## Instructions for the task
In the listing that follows, the range to quote begins at the line that has "pub fn haversine_distance(a: &GeoPoint, b: &GeoPoint)" and ends after the line that has "let d_lon = (b.lon - a.lon).to_radians();"; quote it verbatim and add nothing.

## Source data
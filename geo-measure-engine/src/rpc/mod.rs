//! JSON-RPC 2.0 communication layer for web frontend integration.
//!
//! Implements bidirectional messaging between the Bevy engine and the map
//! page hosting it via iframe postMessage, supporting both request-response
//! and notification patterns.
//!
//! ## Architecture
//!
//! The RPC system uses standard JSON-RPC 2.0 protocol with:
//! - **Requests**: Expect responses with matching IDs
//! - **Notifications**: One-way messages without responses
//! - **Responses**: Reply to requests with results or errors
//!
//! ## Message Flow
//!
//! ```text
//! Host page (parent)    <──postMessage──>  Bevy (iframe)
//!        │                                        │
//!        ├─ Request (with ID) ──────────────────> │
//!        │                                        ├─ Process request
//!        │ <───────────────── Response (with ID) ─┤
//!        │                                        │
//!        │ <────────── Notification (no ID) ─────┤
//! ```
//!
//! ## Sending Notifications from Bevy
//!
//! Use `WebRpcInterface::send_notification()` to push updates to the frontend:
//!
//! ```rust,ignore
//! fn your_system(mut rpc: ResMut<WebRpcInterface>) {
//!     rpc.send_notification("event_name", json!({
//!         "data": "value",
//!         "timestamp": 123456
//!     }));
//! }
//! ```
//!
//! ## Error Handling
//!
//! Standard JSON-RPC 2.0 error codes:
//! - `-32700`: Parse error
//! - `-32600`: Invalid request
//! - `-32601`: Method not found
//! - `-32602`: Invalid params
//! - `-32603`: Internal error
//!
//! ## Methods
//!
//! ### Tool Management
//! - `tool_selection { tool }`: arm `distance`, `area` or `none` on the visible surface
//! - `clear_tool`: deactivate the current tool, discarding any shape in progress
//!
//! ### View
//! - `set_view_mode { mode }`: show the `2d` map or the `3d` globe
//!
//! ### Measurements
//! - `get_measurements`: every measurement finished this session, as save payloads
//!
//! ### Diagnostics
//! - `get_fps`: Retrieve current frame rate
//!
//! ## Notifications
//!
//! - `tool_state_changed`, `view_mode_changed`
//! - `measure_started`, `measure_updated`, `measurement_end`, `measure_error`
//! - `fps_update`

/// JSON-RPC 2.0 bidirectional communication system for the host page.
///
/// Handles request-response patterns, notifications, and WASM message listeners.
pub mod web_rpc;
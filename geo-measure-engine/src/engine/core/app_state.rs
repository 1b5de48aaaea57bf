use bevy::prelude::*;

use crate::engine::core::config::ConfigLoader;

#[derive(Debug, Clone, Copy, Default, Eq, PartialEq, Hash, States)]
pub enum AppState {
    #[default]
    Loading,
    Running,
}

#[derive(Component)]
pub struct FpsText;

#[derive(Component)]
pub struct StatusText;

// Final transition to running state once the configuration is in place
pub fn transition_to_running(
    config_loader: Res<ConfigLoader>,
    mut next_state: ResMut<NextState<AppState>>,
) {
    if config_loader.loaded {
        info!("→ Configuration ready, transitioning to Running state");
        next_state.set(AppState::Running);
    }
}
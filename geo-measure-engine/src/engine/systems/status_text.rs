use bevy::prelude::*;

use crate::engine::core::app_state::StatusText;
use crate::engine::surface::ViewMode;
use crate::tools::measure::systems::MeasureStatus;
use crate::tools::tool_manager::ToolManager;

pub fn status_text_update_system(
    tool_manager: Res<ToolManager>,
    view_mode: Res<ViewMode>,
    status: Res<MeasureStatus>,
    mut query: Query<&mut Text, With<StatusText>>,
) {
    if !(tool_manager.is_changed() || view_mode.is_changed() || status.is_changed()) {
        return;
    }

    let text = status_line(tool_manager.active_tool().as_str(), *view_mode, &status);
    for mut status_text in &mut query {
        status_text.0 = text.clone();
    }
}

fn status_line(tool: &str, view_mode: ViewMode, status: &MeasureStatus) -> String {
    match status.live {
        Some(live) => format!("{} | {}: {}", view_mode.as_str(), tool, live.label()),
        None => format!("{} | {}", view_mode.as_str(), tool),
    }
}
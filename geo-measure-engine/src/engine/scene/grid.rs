/// Longitude/latitude graticule for both map surfaces
use bevy::asset::RenderAssetUsages;
use bevy::prelude::*;
use bevy::render::mesh::{Indices, PrimitiveTopology};
use constants::render_settings::{
    GLOBE_GRATICULE_LIFT_METERS, GRATICULE_COLOUR, GRATICULE_SEGMENTS, GRATICULE_STEP_DEG,
};

use crate::engine::surface::SurfaceKind;
use crate::engine::surface::globe::geo_to_globe_world;
use crate::engine::surface::planar::geo_to_map_world;
use crate::geo::GeoPoint;

/// Northern edge of the square Web Mercator world.
const MERCATOR_MAX_LAT: f64 = 85.051_128_78;

#[derive(Component)]
pub struct Graticule(pub SurfaceKind);

/// Meridians and parallels every `step_deg`, each sampled into `segments`
/// pieces. Meridians run between `±max_lat`; the poles themselves get no
/// parallel.
pub fn graticule_lines(step_deg: f64, segments: usize, max_lat: f64) -> Vec<Vec<GeoPoint>> {
    let mut lines = Vec::new();
    let meridian_count = (360.0 / step_deg).round() as usize;
    let segments = segments.max(1);

    for i in 0..meridian_count {
        let lon = -180.0 + i as f64 * step_deg;
        lines.push(
            (0..=segments)
                .map(|s| {
                    let t = s as f64 / segments as f64;
                    GeoPoint::new(lon, -max_lat + t * 2.0 * max_lat)
                })
                .collect(),
        );
    }

    let mut lat = -90.0 + step_deg;
    while lat < 90.0 - f64::EPSILON {
        if lat.abs() <= max_lat {
            lines.push(
                (0..=segments)
                    .map(|s| {
                        let t = s as f64 / segments as f64;
                        GeoPoint::new(-180.0 + t * 360.0, lat)
                    })
                    .collect(),
            );
        }
        lat += step_deg;
    }

    lines
}

/// Join every polyline into one line-list mesh.
fn create_line_list_mesh(lines: &[Vec<Vec3>]) -> Mesh {
    let mut vertices: Vec<[f32; 3]> = Vec::new();
    let mut indices = Vec::new();

    for line in lines {
        let base = vertices.len() as u32;
        vertices.extend(line.iter().map(|v| v.to_array()));
        for i in 1..line.len() as u32 {
            indices.extend_from_slice(&[base + i - 1, base + i]);
        }
    }

    let mut mesh = Mesh::new(PrimitiveTopology::LineList, RenderAssetUsages::RENDER_WORLD);
    mesh.insert_attribute(Mesh::ATTRIBUTE_POSITION, vertices);
    mesh.insert_indices(Indices::U32(indices));
    mesh
}

/// Spawn the map and globe graticules.
pub fn create_graticules(
    commands: &mut Commands,
    meshes: &mut Assets<Mesh>,
    materials: &mut Assets<StandardMaterial>,
    colour_materials: &mut Assets<ColorMaterial>,
) {
    let map_lines: Vec<Vec<Vec3>> =
        graticule_lines(GRATICULE_STEP_DEG, GRATICULE_SEGMENTS, MERCATOR_MAX_LAT)
            .iter()
            .map(|line| line.iter().map(|p| geo_to_map_world(p).extend(0.0)).collect())
            .collect();

    commands.spawn((
        Mesh2d(meshes.add(create_line_list_mesh(&map_lines))),
        MeshMaterial2d(colour_materials.add(ColorMaterial::from(GRATICULE_COLOUR))),
        Transform::default(),
        Graticule(SurfaceKind::Planar),
    ));

    let globe_lines: Vec<Vec<Vec3>> = graticule_lines(GRATICULE_STEP_DEG, GRATICULE_SEGMENTS, 90.0)
        .iter()
        .map(|line| {
            line.iter()
                .map(|p| geo_to_globe_world(p, GLOBE_GRATICULE_LIFT_METERS))
                .collect()
        })
        .collect();

    commands.spawn((
        Mesh3d(meshes.add(create_line_list_mesh(&globe_lines))),
        MeshMaterial3d(materials.add(StandardMaterial {
            base_color: GRATICULE_COLOUR,
            alpha_mode: AlphaMode::Blend,
            unlit: true,
            ..default()
        })),
        Transform::default(),
        Graticule(SurfaceKind::Globe),
    ));
}
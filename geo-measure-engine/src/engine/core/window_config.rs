use bevy::prelude::*;
use bevy::window::PresentMode;

/// Primary window: the `#bevy` canvas on the web, a plain window natively.
pub fn create_window_config() -> Window {
    #[cfg(target_arch = "wasm32")]
    {
        Window {
            canvas: Some("#bevy".into()),
            fit_canvas_to_parent: true,
            prevent_default_event_handling: false,
            present_mode: PresentMode::AutoVsync,
            ..default()
        }
    }

    #[cfg(not(target_arch = "wasm32"))]
    {
        Window {
            title: "Geo Measure".into(),
            present_mode: PresentMode::AutoVsync,
            ..default()
        }
    }
}
use bevy::color::Color;

/// World units per projected metre on the 2-D map (1 unit = 1 km).
pub const MAP_WORLD_UNITS_PER_METER: f64 = 1.0e-3;

/// World units per earth-centred metre on the 3-D globe.
pub const GLOBE_WORLD_UNITS_PER_METER: f64 = 1.0e-6;

/// Height at which live shapes are drawn above the globe to avoid z-fighting.
pub const GLOBE_DRAW_LIFT_METERS: f64 = 400.0;

/// Height of the graticule above the globe surface.
pub const GLOBE_GRATICULE_LIFT_METERS: f64 = 1_500.0;

/// Spacing between graticule lines in degrees.
pub const GRATICULE_STEP_DEG: f64 = 10.0;

/// Samples per graticule line.
pub const GRATICULE_SEGMENTS: usize = 90;

/// Vertex marker radius on the map, in screen pixels.
pub const DRAW_VERTEX_SIZE_PX: f32 = 6.0;

/// Vertex marker radius on the globe, as a fraction of the camera altitude.
pub const DRAW_VERTEX_SIZE: f32 = 0.004;

pub const SHAPE_COLOUR: Color = Color::srgb(1.0, 0.8, 0.2);
pub const SHAPE_FILL_EDGE_COLOUR: Color = Color::srgb(1.0, 0.65, 0.0);
pub const FLOATING_VERTEX_COLOUR: Color = Color::srgb(1.0, 1.0, 1.0);
pub const GRATICULE_COLOUR: Color = Color::srgba(1.0, 1.0, 1.0, 0.25);
pub const MAP_BACKGROUND_COLOUR: Color = Color::srgb(0.122, 0.161, 0.216);
pub const GLOBE_COLOUR: Color = Color::srgb(0.16, 0.32, 0.45);
use thiserror::Error;

use super::record::MeasurementKind;
use super::surface::ShapeHandle;
use crate::tools::tool_manager::ToolState;

/// Failure reported by a surface collaborator (pick resolver or renderer).
#[derive(Debug, Error)]
pub enum SurfaceError {
    #[error("pick resolution failed: {0}")]
    Pick(String),
    #[error("live shape rendering failed: {0}")]
    Render(String),
    #[error("no live shape registered for handle {0:?}")]
    UnknownShape(ShapeHandle),
    #[error("the {surface} surface cannot compute {kind}")]
    UnsupportedMetric {
        surface: &'static str,
        kind: MeasurementKind,
    },
}

#[derive(Debug, Error)]
pub enum MeasureError {
    #[error("the {surface} surface does not support the {tool} tool")]
    UnsupportedTool {
        tool: ToolState,
        surface: &'static str,
    },
    #[error(transparent)]
    Surface(#[from] SurfaceError),
}
//! Surface distances and areas on the mean earth sphere, plus straight-line
//! chord lengths through earth-centred space.

use constants::geodesy::MEAN_EARTH_RADIUS;

use super::GeoPoint;
use super::ellipsoid::geodetic_to_ecef;

/// Great-circle distance between two points in metres (haversine).
pub fn haversine_distance(a: &GeoPoint, b: &GeoPoint) -> f64 {
    let lat1 = a.lat.to_radians();
    let lat2 = b.lat.to_radians();
    let d_lat = lat2 - lat1;
    let d_lon = (b.lon - a.lon).to_radians();

    let h = (d_lat / 2.0).sin().powi(2) + lat1.cos() * lat2.cos() * (d_lon / 2.0).sin().powi(2);
    2.0 * MEAN_EARTH_RADIUS * h.sqrt().atan2((1.0 - h).sqrt())
}

/// Geodesic length of a line string in metres.
pub fn geodesic_length(points: &[GeoPoint]) -> f64 {
    points
        .windows(2)
        .map(|pair| haversine_distance(&pair[0], &pair[1]))
        .sum()
}

/// Area of a ring on the sphere in square metres.
///
/// The ring may be open or closed; a repeated closing vertex adds nothing.
/// Winding order does not matter.
pub fn geodesic_area(ring: &[GeoPoint]) -> f64 {
    if ring.len() < 3 {
        return 0.0;
    }

    let mut area = 0.0;
    let mut previous = ring[ring.len() - 1];

    for point in ring {
        area += (point.lon - previous.lon).to_radians()
            * (2.0 + previous.lat.to_radians().sin() + point.lat.to_radians().sin());
        previous = *point;
    }

    (area * MEAN_EARTH_RADIUS * MEAN_EARTH_RADIUS / 2.0).abs()
}

/// Sum of straight-line distances between consecutive points in earth-centred
/// space, in metres.
pub fn chord_length(points: &[GeoPoint]) -> f64 {
    points
        .windows(2)
        .map(|pair| geodetic_to_ecef(&pair[0]).distance(geodetic_to_ecef(&pair[1])))
        .sum()
}
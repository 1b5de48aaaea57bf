//! Compile-time settings shared by the measurement engine.

pub mod coordinate_system;
pub mod geodesy;
pub mod input;
pub mod render_settings;
pub mod units;
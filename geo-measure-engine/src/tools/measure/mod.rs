//! Distance and area measurement on the map surfaces.
//!
//! The capture logic lives in [`controller::MeasureController`], written once
//! against the [`surface`] traits. Everything else here wires it into Bevy:
//!
//! ```text
//! CursorMoved / mouse / Enter
//!   └─> collect_measure_input()          CaptureInputEvent
//!       └─> drive_measure_controllers()  measure_started / measure_updated
//!           └─> MeasurementEnded
//!               └─> record_finished_measurements()
//!                   ├─> MeasurementLog ("Measurement n")
//!                   ├─> measurement_end notification
//!                   └─> ClearToolEvent (deactivate_after_finish)
//! ```
//!
//! Finish gestures: double click on the 2-D map, right click on the globe,
//! Enter on either.

use bevy::prelude::*;

use crate::engine::core::app_state::AppState;
use crate::engine::scene::live_shapes::{LiveShapes, draw_live_shapes};
use crate::engine::surface::{ViewModeEvent, apply_view_mode_events, handle_view_mode_shortcut};
use crate::tools::tool_manager::{
    ClearToolEvent, ToolManager, ToolSelectionEvent, handle_clear_tool_events,
    handle_tool_keyboard_shortcuts, handle_tool_selection_events,
};

pub mod controller;
pub mod error;
pub mod input;
pub mod record;
pub mod shape;
pub mod surface;
pub mod systems;

use input::{CaptureInputEvent, collect_measure_input};
use systems::{
    MeasureStatus, MeasurementEnded, MeasurementLog, drive_measure_controllers,
    record_finished_measurements,
};

pub struct MeasureToolPlugin;

impl Plugin for MeasureToolPlugin {
    fn build(&self, app: &mut App) {
        app.init_resource::<ToolManager>()
            .init_resource::<LiveShapes>()
            .init_resource::<MeasurementLog>()
            .init_resource::<MeasureStatus>()
            .add_event::<ToolSelectionEvent>()
            .add_event::<ClearToolEvent>()
            .add_event::<ViewModeEvent>()
            .add_event::<CaptureInputEvent>()
            .add_event::<MeasurementEnded>()
            .add_systems(
                Update,
                (
                    // Tool and view changes first so input lands on the new state.
                    handle_tool_keyboard_shortcuts,
                    handle_view_mode_shortcut,
                    apply_view_mode_events,
                    handle_tool_selection_events,
                    handle_clear_tool_events,
                    collect_measure_input,
                    drive_measure_controllers,
                    record_finished_measurements,
                    draw_live_shapes,
                )
                    .chain()
                    .run_if(in_state(AppState::Running)),
            );
    }
}
//! Spherical Web Mercator (EPSG:3857) projection.

use bevy::math::DVec2;
use constants::geodesy::{WEB_MERCATOR_HALF_EXTENT, WEB_MERCATOR_RADIUS};

use super::GeoPoint;

/// Project longitude/latitude to Mercator metres.
pub fn project(point: &GeoPoint) -> DVec2 {
    let x = WEB_MERCATOR_RADIUS * point.lon.to_radians();
    let y = WEB_MERCATOR_RADIUS
        * (std::f64::consts::FRAC_PI_4 + point.lat.to_radians() / 2.0)
            .tan()
            .ln();
    DVec2::new(x, y)
}

/// Unproject Mercator metres. Positions outside the projected square have no
/// geographic counterpart and yield `None`.
pub fn unproject(projected: DVec2) -> Option<GeoPoint> {
    if !projected.is_finite()
        || projected.x.abs() > WEB_MERCATOR_HALF_EXTENT
        || projected.y.abs() > WEB_MERCATOR_HALF_EXTENT
    {
        return None;
    }

    let lon = (projected.x / WEB_MERCATOR_RADIUS).to_degrees();
    let lat = (2.0 * (projected.y / WEB_MERCATOR_RADIUS).exp().atan()
        - std::f64::consts::FRAC_PI_2)
        .to_degrees();
    Some(GeoPoint::new(lon, lat))
}
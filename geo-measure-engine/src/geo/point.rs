use serde::{Deserialize, Serialize};

/// A picked world coordinate in WGS84 degrees.
#[derive(Debug, Clone, Copy, PartialEq, Serialize, Deserialize)]
pub struct GeoPoint {
    pub lon: f64,
    pub lat: f64,
    /// Height above the ellipsoid in metres, when the surface knows it.
    pub height: Option<f64>,
}

impl GeoPoint {
    pub fn new(lon: f64, lat: f64) -> Self {
        Self {
            lon,
            lat,
            height: None,
        }
    }

    pub fn with_height(lon: f64, lat: f64, height: f64) -> Self {
        Self {
            lon,
            lat,
            height: Some(height),
        }
    }

    /// `[lon, lat]` pair as written into GeoJSON coordinates.
    pub fn lon_lat(&self) -> [f64; 2] {
        [self.lon, self.lat]
    }

    /// `[lon, lat, height]` with a missing height reported as zero.
    pub fn lon_lat_height(&self) -> [f64; 3] {
        [self.lon, self.lat, self.height.unwrap_or(0.0)]
    }

    pub fn height_or_zero(&self) -> f64 {
        self.height.unwrap_or(0.0)
    }
}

## Response box
pub fn haversine_distance(a: &GeoPoint, b: &GeoPoint) -> f64 {
    let lat1 = a.lat.to_radians();
    let lat2 = b.lat.to_radians();
    let d_lat = lat2 - lat1;
    let d_lon = (b.lon - a.lon).to_radians();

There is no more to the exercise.